- _Records from a data collection_
━━━━
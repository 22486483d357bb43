//! Async frame streams for the text effects.
//!
//! Every stream owns its timers: dropping it (the subscriber went away)
//! stops the effect, and cancelling the token ends it at the next await.

use std::time::Duration;

use futures::stream::{self, Stream};
use rand::rngs::StdRng;
use serde::Serialize;
use tokio::time::Instant;
use tokio_util::sync::CancellationToken;

use super::decode::HoverDecode;
use super::rotate::{PhraseRotator, RotationFrame};
use super::scramble::Scramble;
use super::ticker::{sleep_until_or_cancel, Ticker};

/// One rendered frame of a scramble or decode pass.
#[derive(Debug, Clone, PartialEq, Eq, Serialize)]
pub struct ScrambleFrame {
    pub text: String,
    /// `true` on the last frame of a pass.
    pub revealed: bool,
}

struct ScrambleLoop {
    scramble: Scramble,
    rng: StdRng,
    ticker: Ticker,
    pass_started: Instant,
    repeat_every: Duration,
    cancel: CancellationToken,
}

/// Repeating scramble: one frame per `tick`, and a new pass every
/// `repeat_every` measured from the start of the previous pass. A pass that
/// outlasts `repeat_every` is followed immediately by the next.
///
/// Ends only on cancellation, or at once for an empty target.
pub fn scramble_stream(
    scramble: Scramble,
    tick: Duration,
    repeat_every: Duration,
    rng: StdRng,
    cancel: CancellationToken,
) -> impl Stream<Item = ScrambleFrame> + Send {
    let state = ScrambleLoop {
        scramble,
        rng,
        ticker: Ticker::new(tick, cancel.clone()),
        pass_started: Instant::now(),
        repeat_every,
        cancel,
    };

    stream::unfold(state, |mut s| async move {
        if s.scramble.total_ticks() == 0 {
            return None;
        }
        if s.scramble.is_revealed() {
            let next_pass = s.pass_started + s.repeat_every;
            if !sleep_until_or_cancel(next_pass, &s.cancel).await {
                return None;
            }
            s.scramble.restart();
            s.ticker.restart();
        }

        let at = s.ticker.tick().await?;
        if s.scramble.ticks() == 0 {
            s.pass_started = at;
        }
        let text = s.scramble.next_frame(&mut s.rng)?;
        let frame = ScrambleFrame {
            text,
            revealed: s.scramble.is_revealed(),
        };
        Some((frame, s))
    })
}

/// Rotating phrases: emits the current frame, then a new frame at every
/// phase boundary. Ends on cancellation or when there are no phrases.
pub fn rotation_stream(
    rotator: PhraseRotator,
    cancel: CancellationToken,
) -> impl Stream<Item = RotationFrame> + Send {
    stream::unfold((rotator, cancel, true), |(mut r, cancel, first)| async move {
        if !first {
            let wait = r.until_next_change();
            if !sleep_until_or_cancel(Instant::now() + wait, &cancel).await {
                return None;
            }
            r.advance(wait);
        }
        let frame = r.frame()?;
        Some((frame, (r, cancel, false)))
    })
}

/// A single hover-decode pass. Opening the stream is the pointer-enter;
/// dropping it is the pointer-leave.
pub fn decode_stream(
    text: &str,
    tick: Duration,
    rng: StdRng,
    cancel: CancellationToken,
) -> impl Stream<Item = ScrambleFrame> + Send {
    let mut decode = HoverDecode::new(text);
    decode.pointer_enter();
    let ticker = Ticker::new(tick, cancel);

    stream::unfold((decode, ticker, rng), |(mut d, mut ticker, mut rng)| async move {
        if !d.is_active() {
            return None;
        }
        ticker.tick().await?;
        let text = d.next_frame(&mut rng)?;
        let frame = ScrambleFrame {
            revealed: !d.is_active(),
            text,
        };
        Some((frame, (d, ticker, rng)))
    })
}

#[cfg(test)]
mod tests {
    use futures::StreamExt;
    use rand::SeedableRng;

    use super::super::rotate::{RotationPhase, EXIT_TRANSITION};
    use super::*;

    fn rng() -> StdRng {
        StdRng::seed_from_u64(3)
    }

    #[tokio::test(start_paused = true)]
    async fn scramble_stream_reveals_then_repeats() {
        let start = Instant::now();
        let stream = scramble_stream(
            Scramble::new("AB"),
            Duration::from_millis(60),
            Duration::from_millis(1000),
            rng(),
            CancellationToken::new(),
        );
        futures::pin_mut!(stream);

        let mut first_pass = Vec::new();
        for _ in 0..4 {
            first_pass.push(stream.next().await.unwrap());
        }
        assert_eq!(start.elapsed(), Duration::from_millis(180));
        assert_eq!(first_pass.last().unwrap().text, "AB");
        assert!(first_pass.last().unwrap().revealed);
        assert!(first_pass[..3].iter().all(|f| !f.revealed));

        let second = stream.next().await.unwrap();
        assert_eq!(start.elapsed(), Duration::from_millis(1000));
        assert!(!second.revealed);
    }

    #[tokio::test(start_paused = true)]
    async fn scramble_stream_stops_on_cancel() {
        let cancel = CancellationToken::new();
        let stream = scramble_stream(
            Scramble::new("ABC"),
            Duration::from_millis(60),
            Duration::from_millis(500),
            rng(),
            cancel.clone(),
        );
        futures::pin_mut!(stream);

        assert!(stream.next().await.is_some());
        cancel.cancel();
        assert!(stream.next().await.is_none());
    }

    #[tokio::test(start_paused = true)]
    async fn scramble_stream_with_empty_target_ends_immediately() {
        let start = Instant::now();
        let frames: Vec<ScrambleFrame> = scramble_stream(
            Scramble::new(""),
            Duration::from_millis(60),
            Duration::from_secs(8),
            rng(),
            CancellationToken::new(),
        )
        .collect()
        .await;

        assert!(frames.is_empty());
        assert_eq!(start.elapsed(), Duration::ZERO);
    }

    #[tokio::test(start_paused = true)]
    async fn rotation_stream_advances_once_per_cycle() {
        let start = Instant::now();
        let hold = Duration::from_millis(4000);
        let phrases = vec!["A".to_string(), "B".to_string(), "C".to_string()];
        let stream = rotation_stream(PhraseRotator::new(phrases, hold), CancellationToken::new());
        futures::pin_mut!(stream);

        let mut advances = Vec::new();
        let mut last_index = 0;
        let mut order = vec!["A".to_string()];
        while advances.len() < 3 {
            let frame = stream.next().await.unwrap();
            if frame.index != last_index {
                advances.push(start.elapsed());
                order.push(frame.phrase.clone());
                assert_eq!(frame.phase, RotationPhase::Entering);
                last_index = frame.index;
            }
        }

        let cycle = hold + EXIT_TRANSITION;
        assert_eq!(advances, vec![cycle, cycle * 2, cycle * 3]);
        assert_eq!(order, vec!["A", "B", "C", "A"]);
    }

    #[tokio::test(start_paused = true)]
    async fn rotation_stream_without_phrases_ends() {
        let stream = rotation_stream(
            PhraseRotator::new(Vec::new(), Duration::from_secs(1)),
            CancellationToken::new(),
        );
        futures::pin_mut!(stream);
        assert!(stream.next().await.is_none());
    }

    #[tokio::test(start_paused = true)]
    async fn decode_stream_runs_one_pass() {
        let frames: Vec<ScrambleFrame> = decode_stream(
            "Rust",
            Duration::from_millis(30),
            rng(),
            CancellationToken::new(),
        )
        .collect()
        .await;

        assert_eq!(frames.len(), 8);
        assert_eq!(frames.last().unwrap().text, "Rust");
        assert!(frames.last().unwrap().revealed);
    }
}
━━━━
- _Work to be completed_
Restate the data word for word.

- _Task answer_
repository 22486483d357bb43
//! Async frame streams for the text effects.
//!
//! Every stream owns its timers: dropping it (the subscriber went away)
//! stops the effect, and cancelling the token ends it at the next await.

use std::time::Duration;

use futures::stream::{self, Stream};
use rand::rngs::StdRng;
use serde::Serialize;
use tokio::time::Instant;
use tokio_util::sync::CancellationToken;

use super::decode::HoverDecode;
use super::rotate::{PhraseRotator, RotationFrame};
use super::scramble::Scramble;
use super::ticker::{sleep_until_or_cancel, Ticker};

/// One rendered frame of a scramble or decode pass.
#[derive(Debug, Clone, PartialEq, Eq, Serialize)]
pub struct ScrambleFrame {
    pub text: String,
    /// `true` on the last frame of a pass.
    pub revealed: bool,
}

struct ScrambleLoop {
    scramble: Scramble,
    rng: StdRng,
    ticker: Ticker,
    pass_started: Instant,
    repeat_every: Duration,
    cancel: CancellationToken,
}

/// Repeating scramble: one frame per `tick`, and a new pass every
/// `repeat_every` measured from the start of the previous pass. A pass that
/// outlasts `repeat_every` is followed immediately by the next.
///
/// Ends only on cancellation, or at once for an empty target.
pub fn scramble_stream(
    scramble: Scramble,
    tick: Duration,
    repeat_every: Duration,
    rng: StdRng,
    cancel: CancellationToken,
) -> impl Stream<Item = ScrambleFrame> + Send {
    let state = ScrambleLoop {
        scramble,
        rng,
        ticker: Ticker::new(tick, cancel.clone()),
        pass_started: Instant::now(),
        repeat_every,
        cancel,
    };

    stream::unfold(state, |mut s| async move {
        if s.scramble.total_ticks() == 0 {
            return None;
        }
        if s.scramble.is_revealed() {
            let next_pass = s.pass_started + s.repeat_every;
            if !sleep_until_or_cancel(next_pass, &s.cancel).await {
                return None;
            }
            s.scramble.restart();
            s.ticker.restart();
        }

        let at = s.ticker.tick().await?;
        if s.scramble.ticks() == 0 {
            s.pass_started = at;
        }
        let text = s.scramble.next_frame(&mut s.rng)?;
        let frame = ScrambleFrame {
            text,
            revealed: s.scramble.is_revealed(),
        };
        Some((frame, s))
    })
}

/// Rotating phrases: emits the current frame, then a new frame at every
/// phase boundary. Ends on cancellation or when there are no phrases.
pub fn rotation_stream(
    rotator: PhraseRotator,
    cancel: CancellationToken,
) -> impl Stream<Item = RotationFrame> + Send {
    stream::unfold((rotator, cancel, true), |(mut r, cancel, first)| async move {
        if !first {
            let wait = r.until_next_change();
            if !sleep_until_or_cancel(Instant::now() + wait, &cancel).await {
                return None;
            }
            r.advance(wait);
        }
        let frame = r.frame()?;
        Some((frame, (r, cancel, false)))
    })
}

/// A single hover-decode pass. Opening the stream is the pointer-enter;
/// dropping it is the pointer-leave.
pub fn decode_stream(
    text: &str,
    tick: Duration,
    rng: StdRng,
    cancel: CancellationToken,
) -> impl Stream<Item = ScrambleFrame> + Send {
    let mut decode = HoverDecode::new(text);
    decode.pointer_enter();
    let ticker = Ticker::new(tick, cancel);

    stream::unfold((decode, ticker, rng), |(mut d, mut ticker, mut rng)| async move {
        if !d.is_active() {
            return None;
        }
        ticker.tick().await?;
        let text = d.next_frame(&mut rng)?;
        let frame = ScrambleFrame {
            revealed: !d.is_active(),
            text,
        };
        Some((frame, (d, ticker, rng)))
    })
}

#[cfg(test)]
mod tests {
    use futures::StreamExt;
    use rand::SeedableRng;

    use super::super::rotate::{RotationPhase, EXIT_TRANSITION};
    use super::*;

    fn rng() -> StdRng {
        StdRng::seed_from_u64(3)
    }

    #[tokio::test(start_paused = true)]
    async fn scramble_stream_reveals_then_repeats() {
        let start = Instant::now();
        let stream = scramble_stream(
            Scramble::new("AB"),
            Duration::from_millis(60),
            Duration::from_millis(1000),
            rng(),
            CancellationToken::new(),
        );
        futures::pin_mut!(stream);

        let mut first_pass = Vec::new();
        for _ in 0..4 {
            first_pass.push(stream.next().await.unwrap());
        }
        assert_eq!(start.elapsed(), Duration::from_millis(180));
        assert_eq!(first_pass.last().unwrap().text, "AB");
        assert!(first_pass.last().unwrap().revealed);
        assert!(first_pass[..3].iter().all(|f| !f.revealed));

        let second = stream.next().await.unwrap();
        assert_eq!(start.elapsed(), Duration::from_millis(1000));
        assert!(!second.revealed);
    }

    #[tokio::test(start_paused = true)]
    async fn scramble_stream_stops_on_cancel() {
        let cancel = CancellationToken::new();
        let stream = scramble_stream(
            Scramble::new("ABC"),
            Duration::from_millis(60),
            Duration::from_millis(500),
            rng(),
            cancel.clone(),
        );
        futures::pin_mut!(stream);

        assert!(stream.next().await.is_some());
        cancel.cancel();
        assert!(stream.next().await.is_none());
    }

    #[tokio::test(start_paused = true)]
    async fn scramble_stream_with_empty_target_ends_immediately() {
        let start = Instant::now();
        let frames: Vec<ScrambleFrame> = scramble_stream(
            Scramble::new(""),
            Duration::from_millis(60),
            Duration::from_secs(8),
            rng(),
            CancellationToken::new(),
        )
        .collect()
        .await;

        assert!(frames.is_empty());
        assert_eq!(start.elapsed(), Duration::ZERO);
    }

    #[tokio::test(start_paused = true)]
    async fn rotation_stream_advances_once_per_cycle() {
        let start = Instant::now();
        let hold = Duration::from_millis(4000);
        let phrases = vec!["A".to_string(), "B".to_string(), "C".to_string()];
        let stream = rotation_stream(PhraseRotator::new(phrases, hold), CancellationToken::new());
        futures::pin_mut!(stream);

        let mut advances = Vec::new();
        let mut last_index = 0;
        let mut order = vec!["A".to_string()];
        while advances.len() < 3 {
            let frame = stream.next().await.unwrap();
            if frame.index != last_index {
                advances.push(start.elapsed());
                order.push(frame.phrase.clone());
                assert_eq!(frame.phase, RotationPhase::Entering);
                last_index = frame.index;
            }
        }

        let cycle = hold + EXIT_TRANSITION;
        assert_eq!(advances, vec![cycle, cycle * 2, cycle * 3]);
        assert_eq!(order, vec!["A", "B", "C", "A"]);
    }

    #[tokio::test(start_paused = true)]
    async fn rotation_stream_without_phrases_ends() {
        let stream = rotation_stream(
            PhraseRotator::new(Vec::new(), Duration::from_secs(1)),
            CancellationToken::new(),
        );
        futures::pin_mut!(stream);
        assert!(stream.next().await.is_none());
    }

    #[tokio::test(start_paused = true)]
    async fn decode_stream_runs_one_pass() {
        let frames: Vec<ScrambleFrame> = decode_stream(
            "Rust",
            Duration::from_millis(30),
            rng(),
            CancellationToken::new(),
        )
        .collect()
        .await;

        assert_eq!(frames.len(), 8);
        assert_eq!(frames.last().unwrap().text, "Rust");
        assert!(frames.last().unwrap().revealed);
    }
}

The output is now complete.